In this chapter we will about about the angles of quadrilateral, also the method to find the missing angle if measure of other angles are given.
What are angles in a quadrilateral ?
Here we are talking about the interior angles of quadrilateral.
It’s the interior angle formed between the two adjacent sides. In Quadrilateral, there are 4 interior angles present.
Consider the above quadrilateral ABCD in which ∠1, ∠2, ∠3 and ∠4 are the interior angles of quadrilateral.
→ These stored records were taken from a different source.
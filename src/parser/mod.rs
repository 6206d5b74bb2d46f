//! Trace parsing and schema definitions.
//!
//! This module handles:
//! - Parsing Chrome Trace Event JSON into the trace model
//! - Matching begin/end and async event pairs
//! - Defining the output report schema

pub mod chrome_trace;
pub mod schema;

// Re-export main types
pub use chrome_trace::{parse_trace, parse_trace_file, to_report, RawTraceEvent};
pub use schema::{EventRef, LoadExpectationRecord, LoadReport};
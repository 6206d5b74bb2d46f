//! Legacy frame-loader object snapshots.
//!
//! Older traces do not carry the URL and main-frame flag inline on
//! `navigationStart`; instead the renderer periodically snapshots its
//! `FrameLoader` objects. These snapshots are the fallback source for
//! navigation metadata.

use super::event::FrameId;
use serde_json::{Map, Value};

/// One snapshot of a frame loader's state
#[derive(Debug, Clone, PartialEq)]
pub struct FrameLoaderSnapshot {
    pub ts: f64,
    pub frame: Option<FrameId>,
    pub is_loading_main_frame: Option<bool>,
    pub document_loader_url: Option<String>,
}

impl FrameLoaderSnapshot {
    /// Build a snapshot from the `args.snapshot` payload of an `O` event
    pub fn from_args(ts: f64, snapshot: &Map<String, Value>) -> Self {
        Self {
            ts,
            frame: snapshot.get("frame").and_then(FrameId::from_value),
            is_loading_main_frame: snapshot.get("isLoadingMainFrame").and_then(Value::as_bool),
            document_loader_url: snapshot
                .get("documentLoaderURL")
                .and_then(Value::as_str)
                .map(str::to_string),
        }
    }
}

/// A frame-loader object over its lifetime
#[derive(Debug, Clone, PartialEq)]
pub struct FrameLoaderInstance {
    pub id: String,
    pub created: f64,
    pub deleted: Option<f64>,
    /// Ascending by `ts`
    pub snapshots: Vec<FrameLoaderSnapshot>,
}

impl FrameLoaderInstance {
    pub fn new(id: impl Into<String>, created: f64) -> Self {
        Self {
            id: id.into(),
            created,
            deleted: None,
            snapshots: Vec::new(),
        }
    }

    pub fn is_alive_at(&self, ts: f64) -> bool {
        self.created <= ts && self.deleted.map_or(true, |deleted| ts < deleted)
    }

    /// Latest snapshot taken at or before `ts`
    pub fn snapshot_at(&self, ts: f64) -> Option<&FrameLoaderSnapshot> {
        self.snapshots.iter().rev().find(|snapshot| snapshot.ts <= ts)
    }

    pub(crate) fn push_snapshot(&mut self, snapshot: FrameLoaderSnapshot) {
        if snapshot.ts < self.created {
            self.created = snapshot.ts;
        }
        let position = self
            .snapshots
            .partition_point(|existing| existing.ts <= snapshot.ts);
        self.snapshots.insert(position, snapshot);
    }
}

/// Most recently updated snapshot for `frame` among instances alive at `ts`
pub fn find_snapshot_at<'a>(
    instances: &'a [FrameLoaderInstance],
    frame: &FrameId,
    ts: f64,
) -> Option<&'a FrameLoaderSnapshot> {
    instances
        .iter()
        .filter(|instance| instance.is_alive_at(ts))
        .filter_map(|instance| instance.snapshot_at(ts))
        .filter(|snapshot| snapshot.frame.as_ref() == Some(frame))
        .fold(None, |best: Option<&FrameLoaderSnapshot>, snapshot| match best {
            Some(current) if current.ts > snapshot.ts => Some(current),
            _ => Some(snapshot),
        })
}
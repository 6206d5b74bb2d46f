//! Split a renderer's main-thread markers by frame.
//!
//! Nothing is windowed here: every navigation start, DOMContentLoadedEnd
//! and meaningful-paint candidate that names a frame is kept, and later
//! stages decide which window it belongs to.

use crate::model::{EventKind, FrameId, Process, TraceEvent};
use log::debug;
use std::collections::BTreeMap;

/// Frame-keyed marker events of one renderer
#[derive(Debug, Clone, Default)]
pub struct FrameEvents<'a> {
    /// Ascending by start
    pub navigation_starts: BTreeMap<FrameId, Vec<&'a TraceEvent>>,

    /// Ascending by start
    pub dom_content_loaded_ends: BTreeMap<FrameId, Vec<&'a TraceEvent>>,

    /// Meaningful-paint candidates minus tooling-internal noise
    pub fmp_candidates: BTreeMap<FrameId, Vec<&'a TraceEvent>>,
}

impl<'a> FrameEvents<'a> {
    pub fn dom_content_loaded_ends_for(&self, frame: &FrameId) -> &[&'a TraceEvent] {
        self.dom_content_loaded_ends
            .get(frame)
            .map(Vec::as_slice)
            .unwrap_or(&[])
    }

    pub fn fmp_candidates_for(&self, frame: &FrameId) -> &[&'a TraceEvent] {
        self.fmp_candidates.get(frame).map(Vec::as_slice).unwrap_or(&[])
    }
}

/// Partition a renderer's navigation, DCL and FMP-candidate events by frame
pub fn partition_frame_events(renderer: &Process) -> FrameEvents<'_> {
    let navigation_starts = renderer.main_thread_events_by_frame(EventKind::NavigationStart);
    let dom_content_loaded_ends = renderer.main_thread_events_by_frame(EventKind::DomContentLoadedEnd);
    let fmp_candidates = collect_fmp_candidates(renderer);

    debug!(
        "Renderer {}: {} frames with navigations, {} with DCL, {} with FMP candidates",
        renderer.pid,
        navigation_starts.len(),
        dom_content_loaded_ends.len(),
        fmp_candidates.len()
    );

    FrameEvents {
        navigation_starts,
        dom_content_loaded_ends,
        fmp_candidates,
    }
}

fn collect_fmp_candidates(renderer: &Process) -> BTreeMap<FrameId, Vec<&TraceEvent>> {
    let Some(main_thread) = renderer.main_thread() else {
        return BTreeMap::new();
    };

    let mut candidates = renderer.main_thread_events_by_frame(EventKind::FirstMeaningfulPaintCandidate);
    for events in candidates.values_mut() {
        events.retain(|event| !main_thread.is_tooling_internal(event));
    }
    candidates.retain(|_, events| !events.is_empty());
    candidates
}
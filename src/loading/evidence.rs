//! Long-task and network evidence for interactivity evaluation.
//!
//! Both lists are gathered once per renderer and then sliced per window.
//! All range tests are inclusive on both ends: an event that merely
//! touches a boundary still counts.

use crate::model::{EventKind, Process, TraceEvent};
use crate::utils::config::LONG_TASK_THRESHOLD_MS;
use log::debug;

/// Per-renderer evidence pools
#[derive(Debug, Clone, Default)]
pub struct RendererEvidence<'a> {
    long_tasks: Vec<&'a TraceEvent>,
    network_events: Vec<&'a TraceEvent>,
}

impl<'a> RendererEvidence<'a> {
    /// Gather top-level long tasks from the main thread and network events
    /// from every thread of the renderer
    pub fn collect(renderer: &'a Process) -> Self {
        let long_tasks = collect_long_tasks(renderer);
        let network_events = collect_network_events(renderer);
        debug!(
            "Renderer {}: {} long tasks, {} network events",
            renderer.pid,
            long_tasks.len(),
            network_events.len()
        );
        Self {
            long_tasks,
            network_events,
        }
    }

    /// Long tasks intersecting `[lo, hi]`
    pub fn long_tasks_between(&self, lo: f64, hi: f64) -> Vec<&'a TraceEvent> {
        select_intersecting(&self.long_tasks, lo, hi)
    }

    /// Network events intersecting `[lo, hi]`, in no particular order
    pub fn network_events_between(&self, lo: f64, hi: f64) -> Vec<&'a TraceEvent> {
        select_intersecting(&self.network_events, lo, hi)
    }
}

/// Top-level main-thread scheduler tasks at least as long as the threshold
pub fn collect_long_tasks(renderer: &Process) -> Vec<&TraceEvent> {
    renderer
        .main_thread()
        .map(|thread| {
            thread
                .top_level_tasks()
                .into_iter()
                .filter(|task| task.duration >= LONG_TASK_THRESHOLD_MS)
                .collect()
        })
        .unwrap_or_default()
}

/// Network request lifetimes on any thread of the renderer.
///
/// Netlog sub-steps share their request's id; only the outermost slice
/// stands for the request.
pub fn collect_network_events(renderer: &Process) -> Vec<&TraceEvent> {
    renderer
        .threads()
        .flat_map(|thread| thread.events_of_kind(EventKind::Network))
        .filter(|event| !event.nested)
        .collect()
}

fn select_intersecting<'a>(events: &[&'a TraceEvent], lo: f64, hi: f64) -> Vec<&'a TraceEvent> {
    events
        .iter()
        .copied()
        .filter(|event| event.intersects_inclusive(lo, hi))
        .collect()
}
∠1 is formed between side DA & AB
∠2 is formed between side CB & AB
∠3 is formed between side BC & DC
∠4 is formed between side AD & CD
Sum of angles of Quadrilateral
The sum of all four angles of quadrilateral measures 360 degree.
Please remember this as a rule as it would help you solve lots of geometry related problems.
Let’s again consider the same quadrilateral ABCD.
Using the angle sum property rule of quadrilateral we can write;
∠1+ ∠2 + ∠3 + ∠4 = 360 degree
Proof of angle sum property of quadrilateral
Take the above quadrilateral ABCD and join one of its diagonal AC.
Now when we join the diagonal AC, we get two triangles ABC and ADC.
We know that sum of all angles of triangle measures 180 degree.
Sum ( all angles of triangle ABC ) = 180 degree
Sum ( all angles of triangle CDA ) = 180 degree
Now if we add angles of both the triangle we will get to total of 360 degrees.
Sum ( triangle ABC + triangle CDA ) = 180 + 180
Sum ( quadrilateral ABCD) = 360
Angle property of different quadrilateral
Angle Property of Square
In square, all interior angles are right angles.
Angle property of rectangle
In rectangle, all interior angles are right angle (i.e. 90 degree)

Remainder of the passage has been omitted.